4.5. Fault Detection

   MPLS recovery is initiated after the detection of either a lower
   layer fault or a fault at the IP layer or in the operation of MPLS-
   based mechanisms. We consider four classes of impairments: Path
   Failure, Path Degraded, Link Failure, and Link Degraded.

Sharma, Hellstrand, Eds.    Expires January 2003             [Page 22]


Internet Draft     draft-ietf-mpls-recovery-frmwrk-06.txt      July 2002


   Path Failure (PF) is a fault that indicates to an MPLS-based recovery
   scheme that the connectivity of the path is lost.  This may be
   detected by a path continuity test between the PSL and PML.  Some,
   and perhaps the most common, path failures may be detected using a
   link probing mechanism between neighbor LSRs. An example of a probing
   mechanism is a liveness message that is exchanged periodically along
   the working path between peer LSRs [3].  For either a link probing
   mechanism or path continuity test to be effective, the test message
   must be guaranteed to follow the same route as the working or
   recovery path, over the segment being tested. In addition, the path
   continuity test must take the path merge points into consideration.
   In the case of a bi-directional link implemented as two
   unidirectional links, path failure could mean that either one or both
   unidirectional links are damaged.

   Path Degraded (PD) is a fault that indicates to MPLS-based recovery
   schemes/mechanisms that the path has connectivity, but that the
   quality of the connection is unacceptable.  This may be detected by a
   path performance monitoring mechanism, or some other mechanism for
   determining the error rate on the path or some portion of the path.
   This is local to the LSR and consists of excessive discarding of
   packets at an interface, either due to label mismatch or due to TTL
   errors, for example.

   Link Failure (LF) is an indication from a lower layer that the link
   over which the path is carried has failed.  If the lower layer
   supports detection and reporting of this fault (that is, any fault
   that indicates link failure e.g., SONET LOS), this may be used by the
   MPLS recovery mechanism. In some cases, using LF indications may
   provide faster fault detection than using only MPLSûbased fault
   detection mechanisms.

   Link Degraded (LD) is an indication from a lower layer that the link
   over which the path is carried is performing below an acceptable
   level.  If the lower layer supports detection and reporting of this
   fault, it may be used by the MPLS recovery mechanism. In some cases,
   using LD indications may provide faster fault detection than using
   only MPLS-based fault detection mechanisms.

4.6. Fault Notification

   MPLS-based recovery relies on rapid and reliable notification of
   faults. Once a fault is detected, the node that detected the fault
   must determine if the fault is severe enough to require path
   recovery. If the node is not capable of initiating direct action
   (e.g. as a point of repair, POR) the node should send out a
   notification of the fault by transmitting a FIS to the POR. This can
   take several forms:

   (i) control plane messaging: relayed hop-by-hop along the path of the
   failed LSP until a POR is reached.


Sharma, Hellstrand, Eds.    Expires January 2003             [Page 23]

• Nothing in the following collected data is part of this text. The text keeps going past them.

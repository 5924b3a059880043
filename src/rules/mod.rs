//! Rule model
//!
//! A rule is a hyperedge from a premise set of fact tokens to a verdict
//! expression `Kind(Action)`. Verdicts are parsed strictly at the boundary;
//! rules whose outcome does not parse are kept but treated as inert by the
//! conflict detector and the certificate compiler.

mod rule;
mod verdict;

pub use rule::{Rule, RuleMatch};
pub use verdict::{Verdict, VerdictKind};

Internet Draft     draft-ietf-mpls-recovery-frmwrk-06.txt      July 2002

   (ii) user plane messaging: sent to the PML, which may take corrective
   action (as a POR for 1+1) or then communicate with a POR (for 1:n) by
   any of several means:
   - control plane messaging
   - user plane return path (either through a bi-directional LSP
   or via other means)

   Since the FIS is a control message, it should be transmitted with
   high priority to ensure that it propagates rapidly towards the
   affected POR(s). Depending on how fault notification is configured in
   the LSRs of an MPLS domain, the FIS could be sent either as a Layer 2
   or Layer 3 packet [3]. The use of a Layer 2-based notification
   requires a Layer 2 path direct to the POR. An example of a FIS could
   be the liveness message sent by a downstream LSR to its upstream
   neighbor, with an optional fault notification field set or it can be
   implicitly denoted by a teardown message. Alternatively, it could be
   a separate fault notification packet. The intermediate LSR should
   identify which of its incoming links to propagate the FIS on.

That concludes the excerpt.